Aim of the exercise - Begin at the first line of the records below and, please, give each line again exactly until the line with "pub const NO_INVITATION: &str" is included.

Supplied material -
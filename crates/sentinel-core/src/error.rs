use thiserror::Error;

#[derive(Debug, Error)]
pub enum SentinelError {
    #[error("unknown tier: {0}")]
    UnknownTier(String),

    #[error("unknown subject: {0}")]
    UnknownSubject(String),

    #[error("invalid input: {0}")]
    InvalidInput(String),

    /// A store could not complete a read or write. Never mapped to a verdict.
    #[error("persistence unavailable: {0}")]
    PersistenceUnavailable(String),

    #[error("serialization error: {0}")]
    Serialization(String),

    #[error("internal error: {0}")]
    Internal(String),
}

impl From<serde_json::Error> for SentinelError {
    fn from(e: serde_json::Error) -> Self {
        SentinelError::Serialization(e.to_string())
    }
}

pub type SentinelResult<T> = Result<T, SentinelError>;

#[cfg(test)]
mod tests {
    use super::*;

    #[test]
    fn test_error_display() {
        let err = SentinelError::UnknownTier("PURPLE".into());
        assert_eq!(err.to_string(), "unknown tier: PURPLE");

        let err = SentinelError::PersistenceUnavailable("disk full".into());
        assert_eq!(err.to_string(), "persistence unavailable: disk full");
    }

    #[test]
    fn test_from_serde_json() {
        let json_err = serde_json::from_str::<serde_json::Value>("{oops").unwrap_err();
        let err: SentinelError = json_err.into();
        assert!(matches!(err, SentinelError::Serialization(_)));
    }
}
use std::sync::Arc;

use sentinel_core::{
    GrantStore, IncidentLog, InvitationRegistry, PolicyClass, Subject, Tier, Verdict,
};

use crate::catalog::TierCatalog;
use crate::error::{PolicyError, PolicyResult};

/// Verdict and incident reasons produced by the evaluator.
pub mod reasons {
    pub const OPEN_TIER: &str = "open tier";
    pub const INVITED_OR_STAFF: &str = "active invitation or staff";
    pub const NO_INVITATION: &str = "no active invitation";
    pub const PERSISTENT_CLEARANCE: &str = "persistent clearance";
    pub const MANUAL_CLEARANCE_REQUIRED: &str = "manual clearance required";
}

// ---------------------------------------------------------------------------
// PolicyEvaluator — Subject + Tier = Verdict
// ---------------------------------------------------------------------------

/// Access policy evaluator.
///
/// Combines the tier catalog, the invitation registry and the approval grant
/// store into a three-way verdict. The only side effect is the incident
/// written on an invitation-gated denial; grants are read, never written.
#[derive(Clone)]
pub struct PolicyEvaluator {
    catalog: TierCatalog,
    invitations: Arc<dyn InvitationRegistry>,
    grants: Arc<dyn GrantStore>,
    incidents: Arc<dyn IncidentLog>,
}

impl PolicyEvaluator {
    pub fn new(
        catalog: TierCatalog,
        invitations: Arc<dyn InvitationRegistry>,
        grants: Arc<dyn GrantStore>,
        incidents: Arc<dyn IncidentLog>,
    ) -> Self {
        Self {
            catalog,
            invitations,
            grants,
            incidents,
        }
    }

    pub fn catalog(&self) -> &TierCatalog {
        &self.catalog
    }

    /// Core evaluation.
    ///
    /// Returns `Err` for an unknown tier, an empty subject id, or a store
    /// failure. A failed incident write on the denial path is an error, not
    /// a DENY: the caller must not observe a verdict whose audit record was
    /// lost.
    pub fn evaluate(&self, subject: &Subject, tier: Tier) -> PolicyResult<Verdict> {
        if subject.id.as_str().trim().is_empty() {
            return Err(PolicyError::InvalidRequest(
                "subject id must not be empty".to_string(),
            ));
        }

        let policy_class = self.catalog.classify(tier)?;
        tracing::debug!(
            subject = %subject.id,
            tier = %tier,
            policy_class = %policy_class,
            "evaluating access request"
        );

        let verdict = match policy_class {
            PolicyClass::Open => Verdict::allow(reasons::OPEN_TIER),
            PolicyClass::InvitationGated => self.evaluate_invitation_gated(subject, tier)?,
            PolicyClass::ApprovalGated => self.evaluate_approval_gated(subject, tier)?,
        };

        tracing::info!(
            subject = %subject.id,
            tier = %tier,
            verdict = %verdict,
            "access evaluated"
        );
        Ok(verdict)
    }

    fn evaluate_invitation_gated(&self, subject: &Subject, tier: Tier) -> PolicyResult<Verdict> {
        if subject.is_staff() || self.holds_invitation(subject)? {
            return Ok(Verdict::allow(reasons::INVITED_OR_STAFF));
        }

        let incident = self
            .incidents
            .record(&subject.id, tier, reasons::NO_INVITATION)
            .map_err(|e| {
                PolicyError::Persistence(format!("failed to record denial incident: {}", e))
            })?;
        tracing::warn!(
            subject = %subject.id,
            tier = %tier,
            incident = %incident.id,
            "denied: no active invitation"
        );
        Ok(Verdict::deny(reasons::NO_INVITATION))
    }

    fn evaluate_approval_gated(&self, subject: &Subject, tier: Tier) -> PolicyResult<Verdict> {
        match self.grants.lookup(&subject.id, tier)? {
            Some(grant) if grant.is_allowed() => {
                tracing::debug!(
                    subject = %subject.id,
                    tier = %tier,
                    sequence = grant.sequence,
                    "persistent clearance found"
                );
                Ok(Verdict::allow(reasons::PERSISTENT_CLEARANCE))
            }
            _ => Ok(Verdict::pending(reasons::MANUAL_CLEARANCE_REQUIRED)),
        }
    }

    fn holds_invitation(&self, subject: &Subject) -> PolicyResult<bool> {
        for key in subject.invitation_keys() {
            if self.invitations.is_invited(&key)? {
                return Ok(true);
            }
        }
        Ok(false)
    }
}
//! Metadata envelope attached to messages exchanged with the relay.
//!
//! The envelope wraps a private string map. Well-known fields are written
//! through typed builders that apply the key's encoding rule, and read back
//! through typed accessors that undo it. Two raw write primitives exist:
//! [`MetadataEnvelope::upsert`] (insert or overwrite, used by every builder)
//! and [`MetadataEnvelope::insert_unique`] (insert only, used by bulk import).

use serde::{Deserialize, Serialize};
use std::collections::HashMap;
use tracing::{debug, trace};

use crate::claims::{Claim, ClaimCodec};
use crate::error::{MetadataError, Result};
use crate::keys::WellKnownKey;
use crate::list::{decode_list, encode_list};

/// String-keyed side channel carrying routing and identity data
///
/// Entries are unordered. Once the envelope is handed to the transport it
/// should be treated as frozen.
#[derive(Debug, Clone, Default, PartialEq, Eq, Serialize, Deserialize)]
#[serde(transparent)]
pub struct MetadataEnvelope {
    entries: HashMap<String, String>,
}

impl MetadataEnvelope {
    pub fn new() -> Self {
        Self::default()
    }

    /// Insert or overwrite a value
    pub fn upsert(&mut self, key: impl Into<String>, value: impl Into<String>) -> &mut Self {
        let key = key.into();
        let value = value.into();
        trace!(key = %key, value_len = value.len(), "metadata upsert");
        self.entries.insert(key, value);
        self
    }

    /// Insert a value, failing if the key is already present.
    ///
    /// On failure the existing value is left untouched.
    pub fn insert_unique(
        &mut self,
        key: impl Into<String>,
        value: impl Into<String>,
    ) -> Result<&mut Self> {
        let key = key.into();
        if self.entries.contains_key(&key) {
            debug!(key = %key, "rejecting duplicate metadata key");
            return Err(MetadataError::duplicate_key(key));
        }
        self.entries.insert(key, value.into());
        Ok(self)
    }

    /// Insert or overwrite an arbitrary (not necessarily well-known) key
    pub fn add_or_update_metadata(
        &mut self,
        key: impl Into<String>,
        value: impl Into<String>,
    ) -> &mut Self {
        self.upsert(key, value)
    }

    fn set(&mut self, key: WellKnownKey, value: impl Into<String>) -> &mut Self {
        self.upsert(key.as_str(), value)
    }

    pub fn add_action(&mut self, action_name: impl Into<String>) -> &mut Self {
        self.set(WellKnownKey::Action, action_name)
    }

    pub fn add_connection_id(&mut self, connection_id: impl Into<String>) -> &mut Self {
        self.set(WellKnownKey::ConnectionId, connection_id)
    }

    pub fn add_connection_ids<S: AsRef<str>>(&mut self, connection_ids: &[S]) -> &mut Self {
        self.set(WellKnownKey::ConnectionIdList, encode_list(connection_ids))
    }

    /// Connections that must not receive the message
    pub fn add_excluded_ids<S: AsRef<str>>(&mut self, excluded_ids: &[S]) -> &mut Self {
        self.set(WellKnownKey::ExcludedIdList, encode_list(excluded_ids))
    }

    pub fn add_group_name(&mut self, group_name: impl Into<String>) -> &mut Self {
        self.set(WellKnownKey::GroupName, group_name)
    }

    pub fn add_groups_name<S: AsRef<str>>(&mut self, group_names: &[S]) -> &mut Self {
        self.set(WellKnownKey::GroupNameList, encode_list(group_names))
    }

    pub fn add_user_id(&mut self, user_id: impl Into<String>) -> &mut Self {
        self.set(WellKnownKey::UserId, user_id)
    }

    pub fn add_user_ids<S: AsRef<str>>(&mut self, user_ids: &[S]) -> &mut Self {
        self.set(WellKnownKey::UserIdList, encode_list(user_ids))
    }

    /// Encode claims as a JSON array under `claims`
    pub fn add_claims<'a, I>(&mut self, claims: I) -> Result<&mut Self>
    where
        I: IntoIterator<Item = &'a Claim>,
    {
        self.add_claims_with(&ClaimCodec::default(), claims)
    }

    pub fn add_claims_with<'a, I>(&mut self, codec: &ClaimCodec, claims: I) -> Result<&mut Self>
    where
        I: IntoIterator<Item = &'a Claim>,
    {
        let encoded = codec.encode(claims)?;
        Ok(self.set(WellKnownKey::ClaimsList, encoded))
    }

    /// Copy every entry of another envelope into this one.
    ///
    /// `None` or an empty source is a no-op. Import stops at the first key
    /// that already exists here; entries copied before it stay in place.
    pub fn add_metadata(&mut self, source: Option<&MetadataEnvelope>) -> Result<&mut Self> {
        match source {
            Some(meta) => self.add_metadata_map(meta.iter()),
            None => Ok(self),
        }
    }

    /// Copy entries from any key/value source with the same collision rule
    /// as [`MetadataEnvelope::add_metadata`]
    pub fn add_metadata_map<I, K, V>(&mut self, source: I) -> Result<&mut Self>
    where
        I: IntoIterator<Item = (K, V)>,
        K: Into<String>,
        V: Into<String>,
    {
        let mut copied = 0usize;
        for (key, value) in source {
            self.insert_unique(key, value)?;
            copied += 1;
        }
        if copied > 0 {
            debug!(copied, total = self.entries.len(), "imported metadata entries");
        }
        Ok(self)
    }

    pub fn try_get_action(&self) -> Option<&str> {
        self.get(WellKnownKey::Action)
    }

    pub fn try_get_connection_id(&self) -> Option<&str> {
        self.get(WellKnownKey::ConnectionId)
    }

    pub fn try_get_connection_ids(&self) -> Option<Vec<String>> {
        self.get_list(WellKnownKey::ConnectionIdList)
    }

    pub fn try_get_excluded_ids(&self) -> Option<Vec<String>> {
        self.get_list(WellKnownKey::ExcludedIdList)
    }

    pub fn try_get_group_name(&self) -> Option<&str> {
        self.get(WellKnownKey::GroupName)
    }

    pub fn try_get_groups_name(&self) -> Option<Vec<String>> {
        self.get_list(WellKnownKey::GroupNameList)
    }

    pub fn try_get_user_id(&self) -> Option<&str> {
        self.get(WellKnownKey::UserId)
    }

    pub fn try_get_user_ids(&self) -> Option<Vec<String>> {
        self.get_list(WellKnownKey::UserIdList)
    }

    /// Decode the claims array.
    ///
    /// `Ok(None)` when the key is absent. A present but malformed payload is
    /// a [`MetadataError::MalformedClaims`] fault, never "absent".
    pub fn try_get_claims(&self) -> Result<Option<Vec<Claim>>> {
        self.try_get_claims_with(&ClaimCodec::default())
    }

    /// Decode the claims array with an explicit codec and its decode policy
    pub fn try_get_claims_with(&self, codec: &ClaimCodec) -> Result<Option<Vec<Claim>>> {
        match self.get(WellKnownKey::ClaimsList) {
            Some(payload) => codec.decode(payload),
            None => Ok(None),
        }
    }

    /// Raw value for any key
    pub fn try_get_metadata(&self, key: &str) -> Option<&str> {
        self.entries.get(key).map(String::as_str)
    }

    /// Raw value for a well-known key
    pub fn get(&self, key: WellKnownKey) -> Option<&str> {
        self.try_get_metadata(key.as_str())
    }

    fn get_list(&self, key: WellKnownKey) -> Option<Vec<String>> {
        self.get(key).map(decode_list)
    }

    pub fn contains_key(&self, key: &str) -> bool {
        self.entries.contains_key(key)
    }

    pub fn len(&self) -> usize {
        self.entries.len()
    }

    pub fn is_empty(&self) -> bool {
        self.entries.is_empty()
    }

    pub fn keys(&self) -> impl Iterator<Item = &str> {
        self.entries.keys().map(String::as_str)
    }

    /// Iterate over all entries in unspecified order
    pub fn iter(&self) -> impl Iterator<Item = (&str, &str)> {
        self.entries.iter().map(|(k, v)| (k.as_str(), v.as_str()))
    }

    /// Hand the entries over to the transport
    pub fn into_map(self) -> HashMap<String, String> {
        self.entries
    }
}

impl From<HashMap<String, String>> for MetadataEnvelope {
    fn from(entries: HashMap<String, String>) -> Self {
        Self { entries }
    }
}

impl From<MetadataEnvelope> for HashMap<String, String> {
    fn from(envelope: MetadataEnvelope) -> Self {
        envelope.into_map()
    }
}

impl FromIterator<(String, String)> for MetadataEnvelope {
    /// Later duplicates overwrite earlier ones, as with a received map
    fn from_iter<T: IntoIterator<Item = (String, String)>>(iter: T) -> Self {
        Self {
            entries: iter.into_iter().collect(),
        }
    }
}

Solution for this exercise -
filename crates/sentinel-core/src/error.rs
use thiserror::Error;

#[derive(Debug, Error)]
pub enum SentinelError {
    #[error("unknown tier: {0}")]
    UnknownTier(String),

    #[error("unknown subject: {0}")]
    UnknownSubject(String),

    #[error("invalid input: {0}")]
    InvalidInput(String),

    /// A store could not complete a read or write. Never mapped to a verdict.
    #[error("persistence unavailable: {0}")]
    PersistenceUnavailable(String),

    #[error("serialization error: {0}")]
    Serialization(String),

    #[error("internal error: {0}")]
    Internal(String),
}

impl From<serde_json::Error> for SentinelError {
    fn from(e: serde_json::Error) -> Self {
        SentinelError::Serialization(e.to_string())
    }
}

pub type SentinelResult<T> = Result<T, SentinelError>;

#[cfg(test)]
mod tests {
    use super::*;

    #[test]
    fn test_error_display() {
        let err = SentinelError::UnknownTier("PURPLE".into());
        assert_eq!(err.to_string(), "unknown tier: PURPLE");

        let err = SentinelError::PersistenceUnavailable("disk full".into());
        assert_eq!(err.to_string(), "persistence unavailable: disk full");
    }

    #[test]
    fn test_from_serde_json() {
        let json_err = serde_json::from_str::<serde_json::Value>("{oops").unwrap_err();
        let err: SentinelError = json_err.into();
        assert!(matches!(err, SentinelError::Serialization(_)));
    }
}
use std::sync::Arc;

use sentinel_core::{
    GrantStore, IncidentLog, InvitationRegistry, PolicyClass, Subject, Tier, Verdict,
};

use crate::catalog::TierCatalog;
use crate::error::{PolicyError, PolicyResult};

/// Verdict and incident reasons produced by the evaluator.
pub mod reasons {
    pub const OPEN_TIER: &str = "open tier";
    pub const INVITED_OR_STAFF: &str = "active invitation or staff";
    pub const NO_INVITATION: &str = "no active invitation";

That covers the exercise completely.